+++ Source information

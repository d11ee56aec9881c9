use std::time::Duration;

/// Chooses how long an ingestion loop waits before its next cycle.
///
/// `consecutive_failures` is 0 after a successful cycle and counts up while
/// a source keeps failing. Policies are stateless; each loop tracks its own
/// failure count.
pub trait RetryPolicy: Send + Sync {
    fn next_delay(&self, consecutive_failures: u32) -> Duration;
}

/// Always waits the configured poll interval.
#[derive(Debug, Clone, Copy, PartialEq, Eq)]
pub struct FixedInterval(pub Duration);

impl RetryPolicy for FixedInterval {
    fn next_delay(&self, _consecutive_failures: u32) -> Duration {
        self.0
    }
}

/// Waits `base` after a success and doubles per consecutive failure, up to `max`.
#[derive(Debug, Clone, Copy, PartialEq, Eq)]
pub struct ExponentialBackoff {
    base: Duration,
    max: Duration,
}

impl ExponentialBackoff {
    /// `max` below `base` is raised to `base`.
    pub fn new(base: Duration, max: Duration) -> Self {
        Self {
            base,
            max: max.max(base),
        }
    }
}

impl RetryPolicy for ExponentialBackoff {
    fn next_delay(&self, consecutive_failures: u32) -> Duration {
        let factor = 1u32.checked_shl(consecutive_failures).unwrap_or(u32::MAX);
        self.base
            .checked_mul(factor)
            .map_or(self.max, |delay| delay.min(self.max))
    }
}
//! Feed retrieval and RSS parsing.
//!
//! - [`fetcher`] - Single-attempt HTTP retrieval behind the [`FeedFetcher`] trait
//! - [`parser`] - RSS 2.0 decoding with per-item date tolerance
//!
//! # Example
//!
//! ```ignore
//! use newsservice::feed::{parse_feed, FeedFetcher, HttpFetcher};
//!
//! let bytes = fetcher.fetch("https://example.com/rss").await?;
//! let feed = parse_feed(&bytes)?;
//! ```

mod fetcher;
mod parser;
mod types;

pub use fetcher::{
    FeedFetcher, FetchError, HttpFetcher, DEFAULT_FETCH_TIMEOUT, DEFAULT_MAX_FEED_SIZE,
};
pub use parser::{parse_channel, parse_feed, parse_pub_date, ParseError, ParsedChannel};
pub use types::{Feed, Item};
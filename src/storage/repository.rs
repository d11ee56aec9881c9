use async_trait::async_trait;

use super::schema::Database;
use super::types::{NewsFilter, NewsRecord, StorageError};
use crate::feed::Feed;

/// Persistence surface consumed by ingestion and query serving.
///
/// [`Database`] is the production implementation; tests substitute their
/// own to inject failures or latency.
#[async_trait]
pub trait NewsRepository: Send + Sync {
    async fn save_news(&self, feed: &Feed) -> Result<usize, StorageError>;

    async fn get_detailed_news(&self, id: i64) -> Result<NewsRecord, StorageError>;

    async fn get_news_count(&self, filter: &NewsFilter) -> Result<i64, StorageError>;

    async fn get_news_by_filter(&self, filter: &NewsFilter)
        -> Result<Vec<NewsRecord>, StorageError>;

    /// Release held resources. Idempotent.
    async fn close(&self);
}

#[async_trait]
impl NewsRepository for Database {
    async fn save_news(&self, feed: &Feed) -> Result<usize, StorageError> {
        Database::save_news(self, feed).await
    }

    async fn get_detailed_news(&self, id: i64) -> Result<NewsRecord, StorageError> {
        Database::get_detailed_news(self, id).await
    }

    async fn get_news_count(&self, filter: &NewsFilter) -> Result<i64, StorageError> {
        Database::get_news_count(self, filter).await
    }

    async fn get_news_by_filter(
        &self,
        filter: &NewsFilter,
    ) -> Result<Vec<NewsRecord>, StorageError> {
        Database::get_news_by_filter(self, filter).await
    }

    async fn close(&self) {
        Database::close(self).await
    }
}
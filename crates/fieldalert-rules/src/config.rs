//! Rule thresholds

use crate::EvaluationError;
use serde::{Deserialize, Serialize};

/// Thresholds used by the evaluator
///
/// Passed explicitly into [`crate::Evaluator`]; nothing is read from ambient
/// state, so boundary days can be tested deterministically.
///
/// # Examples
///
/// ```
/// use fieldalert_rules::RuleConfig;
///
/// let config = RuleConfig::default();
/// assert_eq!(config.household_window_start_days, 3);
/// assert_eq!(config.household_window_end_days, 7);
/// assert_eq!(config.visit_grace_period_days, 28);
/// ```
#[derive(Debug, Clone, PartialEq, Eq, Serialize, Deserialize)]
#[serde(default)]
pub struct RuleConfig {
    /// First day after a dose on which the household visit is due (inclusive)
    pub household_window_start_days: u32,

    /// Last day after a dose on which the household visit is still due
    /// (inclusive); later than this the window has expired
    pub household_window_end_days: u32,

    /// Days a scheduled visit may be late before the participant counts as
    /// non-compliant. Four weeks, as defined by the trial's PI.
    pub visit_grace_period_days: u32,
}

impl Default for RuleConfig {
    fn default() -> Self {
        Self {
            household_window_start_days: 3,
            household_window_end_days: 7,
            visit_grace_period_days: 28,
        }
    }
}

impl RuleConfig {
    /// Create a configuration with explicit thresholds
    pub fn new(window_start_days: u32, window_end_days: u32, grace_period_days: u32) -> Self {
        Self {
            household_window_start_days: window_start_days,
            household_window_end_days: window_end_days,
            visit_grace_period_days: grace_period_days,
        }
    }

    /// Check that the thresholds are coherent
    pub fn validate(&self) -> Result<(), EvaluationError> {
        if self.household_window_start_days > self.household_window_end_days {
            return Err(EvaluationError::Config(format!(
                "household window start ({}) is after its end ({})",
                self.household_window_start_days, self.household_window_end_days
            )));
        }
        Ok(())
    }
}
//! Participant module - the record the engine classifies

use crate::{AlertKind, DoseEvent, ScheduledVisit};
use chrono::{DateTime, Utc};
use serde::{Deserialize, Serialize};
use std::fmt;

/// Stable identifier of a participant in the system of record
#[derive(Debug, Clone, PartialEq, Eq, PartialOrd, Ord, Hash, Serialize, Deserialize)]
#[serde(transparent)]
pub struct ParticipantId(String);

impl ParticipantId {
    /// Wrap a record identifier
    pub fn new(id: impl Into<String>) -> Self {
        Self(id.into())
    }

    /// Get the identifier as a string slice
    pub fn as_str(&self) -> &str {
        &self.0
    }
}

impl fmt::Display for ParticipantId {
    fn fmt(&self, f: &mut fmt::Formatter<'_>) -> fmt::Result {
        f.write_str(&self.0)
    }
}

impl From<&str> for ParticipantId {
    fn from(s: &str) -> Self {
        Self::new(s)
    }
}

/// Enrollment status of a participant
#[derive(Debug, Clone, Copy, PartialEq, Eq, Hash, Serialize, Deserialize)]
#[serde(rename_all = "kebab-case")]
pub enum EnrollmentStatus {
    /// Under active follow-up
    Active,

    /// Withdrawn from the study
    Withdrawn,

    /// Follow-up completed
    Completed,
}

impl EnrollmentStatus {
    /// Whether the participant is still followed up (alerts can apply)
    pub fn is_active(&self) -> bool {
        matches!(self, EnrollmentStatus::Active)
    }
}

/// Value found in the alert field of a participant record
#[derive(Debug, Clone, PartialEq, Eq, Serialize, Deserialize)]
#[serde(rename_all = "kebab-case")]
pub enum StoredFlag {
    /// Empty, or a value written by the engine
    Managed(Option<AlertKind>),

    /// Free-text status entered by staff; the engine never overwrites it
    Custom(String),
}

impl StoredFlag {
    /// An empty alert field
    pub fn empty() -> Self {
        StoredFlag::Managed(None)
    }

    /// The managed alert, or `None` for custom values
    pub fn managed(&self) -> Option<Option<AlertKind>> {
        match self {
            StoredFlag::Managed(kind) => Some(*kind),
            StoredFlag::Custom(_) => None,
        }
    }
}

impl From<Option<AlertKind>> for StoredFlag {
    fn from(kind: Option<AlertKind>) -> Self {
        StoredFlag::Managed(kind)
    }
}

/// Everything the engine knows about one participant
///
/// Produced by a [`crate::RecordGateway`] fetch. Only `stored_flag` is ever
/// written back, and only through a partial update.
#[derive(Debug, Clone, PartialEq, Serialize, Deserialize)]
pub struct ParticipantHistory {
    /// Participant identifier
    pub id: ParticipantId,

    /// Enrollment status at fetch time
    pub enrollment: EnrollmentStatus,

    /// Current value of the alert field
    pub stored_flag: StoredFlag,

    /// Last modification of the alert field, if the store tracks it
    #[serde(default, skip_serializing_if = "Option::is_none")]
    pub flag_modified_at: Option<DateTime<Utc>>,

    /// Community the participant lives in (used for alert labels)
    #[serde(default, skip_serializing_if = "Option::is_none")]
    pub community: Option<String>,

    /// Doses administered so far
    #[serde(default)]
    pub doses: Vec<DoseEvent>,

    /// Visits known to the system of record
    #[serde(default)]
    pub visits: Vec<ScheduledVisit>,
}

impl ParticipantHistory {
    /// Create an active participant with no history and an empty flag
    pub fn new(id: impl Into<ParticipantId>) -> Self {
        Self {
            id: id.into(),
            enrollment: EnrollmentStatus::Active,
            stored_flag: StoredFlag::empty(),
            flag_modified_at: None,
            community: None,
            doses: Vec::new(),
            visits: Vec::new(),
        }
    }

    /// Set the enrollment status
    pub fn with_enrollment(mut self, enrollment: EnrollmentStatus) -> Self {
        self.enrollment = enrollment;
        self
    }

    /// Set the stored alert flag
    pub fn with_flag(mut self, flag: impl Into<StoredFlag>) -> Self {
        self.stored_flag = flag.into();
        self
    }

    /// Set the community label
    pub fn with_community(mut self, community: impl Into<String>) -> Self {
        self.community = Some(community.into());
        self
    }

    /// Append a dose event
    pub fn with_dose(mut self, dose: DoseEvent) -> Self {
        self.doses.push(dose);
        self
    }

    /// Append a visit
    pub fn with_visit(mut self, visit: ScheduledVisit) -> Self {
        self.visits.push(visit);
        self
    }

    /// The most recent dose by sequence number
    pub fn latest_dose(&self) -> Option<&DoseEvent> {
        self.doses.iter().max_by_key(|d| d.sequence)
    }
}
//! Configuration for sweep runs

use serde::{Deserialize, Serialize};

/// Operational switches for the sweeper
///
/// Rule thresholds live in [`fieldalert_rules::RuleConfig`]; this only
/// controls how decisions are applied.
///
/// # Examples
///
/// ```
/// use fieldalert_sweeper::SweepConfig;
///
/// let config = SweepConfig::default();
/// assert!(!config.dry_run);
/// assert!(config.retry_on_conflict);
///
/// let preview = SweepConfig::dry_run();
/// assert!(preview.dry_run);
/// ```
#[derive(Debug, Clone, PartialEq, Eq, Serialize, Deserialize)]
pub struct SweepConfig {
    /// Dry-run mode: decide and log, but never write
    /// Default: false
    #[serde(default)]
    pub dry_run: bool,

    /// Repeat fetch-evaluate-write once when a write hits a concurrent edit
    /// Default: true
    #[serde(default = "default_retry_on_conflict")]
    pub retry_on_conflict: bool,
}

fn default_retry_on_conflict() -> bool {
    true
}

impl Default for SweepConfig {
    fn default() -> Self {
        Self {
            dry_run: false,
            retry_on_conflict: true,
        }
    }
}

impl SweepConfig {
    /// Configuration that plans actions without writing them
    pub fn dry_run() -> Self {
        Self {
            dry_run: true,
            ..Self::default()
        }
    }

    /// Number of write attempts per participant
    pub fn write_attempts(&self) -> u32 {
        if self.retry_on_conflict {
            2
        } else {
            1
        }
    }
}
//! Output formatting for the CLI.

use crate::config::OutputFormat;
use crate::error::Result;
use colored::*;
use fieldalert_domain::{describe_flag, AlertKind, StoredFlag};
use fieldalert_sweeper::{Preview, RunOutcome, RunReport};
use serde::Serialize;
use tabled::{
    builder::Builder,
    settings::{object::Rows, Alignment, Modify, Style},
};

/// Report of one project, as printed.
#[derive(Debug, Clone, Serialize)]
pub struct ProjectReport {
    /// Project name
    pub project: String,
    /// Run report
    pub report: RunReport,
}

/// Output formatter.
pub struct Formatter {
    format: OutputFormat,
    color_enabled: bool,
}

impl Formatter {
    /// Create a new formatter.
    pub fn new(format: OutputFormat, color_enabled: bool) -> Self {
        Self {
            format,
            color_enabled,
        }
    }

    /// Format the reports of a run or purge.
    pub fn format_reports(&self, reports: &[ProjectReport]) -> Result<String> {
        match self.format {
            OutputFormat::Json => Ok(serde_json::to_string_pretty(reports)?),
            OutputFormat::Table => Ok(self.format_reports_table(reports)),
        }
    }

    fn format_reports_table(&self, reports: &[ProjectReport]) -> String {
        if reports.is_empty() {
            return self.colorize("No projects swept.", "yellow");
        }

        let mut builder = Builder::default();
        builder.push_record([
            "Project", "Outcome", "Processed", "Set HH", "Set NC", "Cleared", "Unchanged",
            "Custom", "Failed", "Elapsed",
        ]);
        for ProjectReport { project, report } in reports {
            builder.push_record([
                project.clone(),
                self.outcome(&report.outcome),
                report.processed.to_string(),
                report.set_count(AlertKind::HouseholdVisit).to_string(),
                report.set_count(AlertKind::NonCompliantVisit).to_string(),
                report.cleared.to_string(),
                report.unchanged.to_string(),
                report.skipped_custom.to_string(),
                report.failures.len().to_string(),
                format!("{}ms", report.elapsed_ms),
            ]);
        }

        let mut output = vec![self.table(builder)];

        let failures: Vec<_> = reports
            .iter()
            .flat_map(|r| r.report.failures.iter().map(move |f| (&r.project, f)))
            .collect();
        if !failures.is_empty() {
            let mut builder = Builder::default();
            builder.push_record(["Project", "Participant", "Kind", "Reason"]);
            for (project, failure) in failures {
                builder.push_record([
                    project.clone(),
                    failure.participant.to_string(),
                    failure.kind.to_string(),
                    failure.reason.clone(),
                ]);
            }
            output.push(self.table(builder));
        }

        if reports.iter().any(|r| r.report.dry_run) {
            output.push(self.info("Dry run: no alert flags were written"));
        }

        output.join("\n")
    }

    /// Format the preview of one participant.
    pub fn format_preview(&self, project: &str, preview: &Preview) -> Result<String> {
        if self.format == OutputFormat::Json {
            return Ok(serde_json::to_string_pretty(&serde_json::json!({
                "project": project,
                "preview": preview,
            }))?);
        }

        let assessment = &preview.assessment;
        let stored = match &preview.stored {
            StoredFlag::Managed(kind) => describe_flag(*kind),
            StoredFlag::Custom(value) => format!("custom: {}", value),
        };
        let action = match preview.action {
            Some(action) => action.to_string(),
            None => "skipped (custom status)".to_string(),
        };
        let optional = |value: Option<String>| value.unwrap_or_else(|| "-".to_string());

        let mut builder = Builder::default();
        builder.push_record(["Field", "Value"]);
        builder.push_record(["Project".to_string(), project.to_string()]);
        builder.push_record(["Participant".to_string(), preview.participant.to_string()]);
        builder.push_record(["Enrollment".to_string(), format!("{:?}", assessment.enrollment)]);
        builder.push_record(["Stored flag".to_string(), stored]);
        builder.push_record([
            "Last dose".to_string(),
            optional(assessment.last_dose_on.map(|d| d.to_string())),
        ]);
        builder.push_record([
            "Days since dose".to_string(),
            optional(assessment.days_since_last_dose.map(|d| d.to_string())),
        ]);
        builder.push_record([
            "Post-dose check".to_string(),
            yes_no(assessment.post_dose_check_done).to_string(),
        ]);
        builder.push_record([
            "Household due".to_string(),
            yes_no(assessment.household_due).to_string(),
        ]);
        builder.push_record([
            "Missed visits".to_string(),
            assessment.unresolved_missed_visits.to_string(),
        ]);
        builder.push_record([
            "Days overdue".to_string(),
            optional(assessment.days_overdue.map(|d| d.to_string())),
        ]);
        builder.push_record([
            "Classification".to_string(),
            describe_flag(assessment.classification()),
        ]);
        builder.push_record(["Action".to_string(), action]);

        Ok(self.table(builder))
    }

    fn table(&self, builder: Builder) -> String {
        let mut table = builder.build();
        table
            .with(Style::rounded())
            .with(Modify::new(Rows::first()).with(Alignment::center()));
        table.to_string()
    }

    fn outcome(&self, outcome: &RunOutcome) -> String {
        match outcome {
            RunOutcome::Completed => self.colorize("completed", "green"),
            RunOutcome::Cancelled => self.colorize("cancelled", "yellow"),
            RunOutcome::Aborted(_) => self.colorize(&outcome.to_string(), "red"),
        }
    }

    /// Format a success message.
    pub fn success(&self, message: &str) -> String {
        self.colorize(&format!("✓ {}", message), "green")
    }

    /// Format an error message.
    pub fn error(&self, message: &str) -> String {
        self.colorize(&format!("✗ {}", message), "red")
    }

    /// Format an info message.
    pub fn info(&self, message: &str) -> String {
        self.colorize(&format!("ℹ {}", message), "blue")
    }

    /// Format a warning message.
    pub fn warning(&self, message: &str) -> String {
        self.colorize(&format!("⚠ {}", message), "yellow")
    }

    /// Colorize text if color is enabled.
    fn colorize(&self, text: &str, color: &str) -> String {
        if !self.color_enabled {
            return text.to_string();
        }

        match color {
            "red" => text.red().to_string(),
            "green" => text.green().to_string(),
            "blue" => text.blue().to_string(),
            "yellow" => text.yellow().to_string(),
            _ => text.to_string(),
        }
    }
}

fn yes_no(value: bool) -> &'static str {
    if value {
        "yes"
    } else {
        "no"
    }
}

++++++

*Problem to solve*. In your reply, restate exactly the lines from the start of the records above through the line holding "counts up while", including both, and nothing else.

*Written solution*.
repository d11ee56aec9881c9
use std::time::Duration;

/// Chooses how long an ingestion loop waits before its next cycle.
///
/// `consecutive_failures` is 0 after a successful cycle and counts up while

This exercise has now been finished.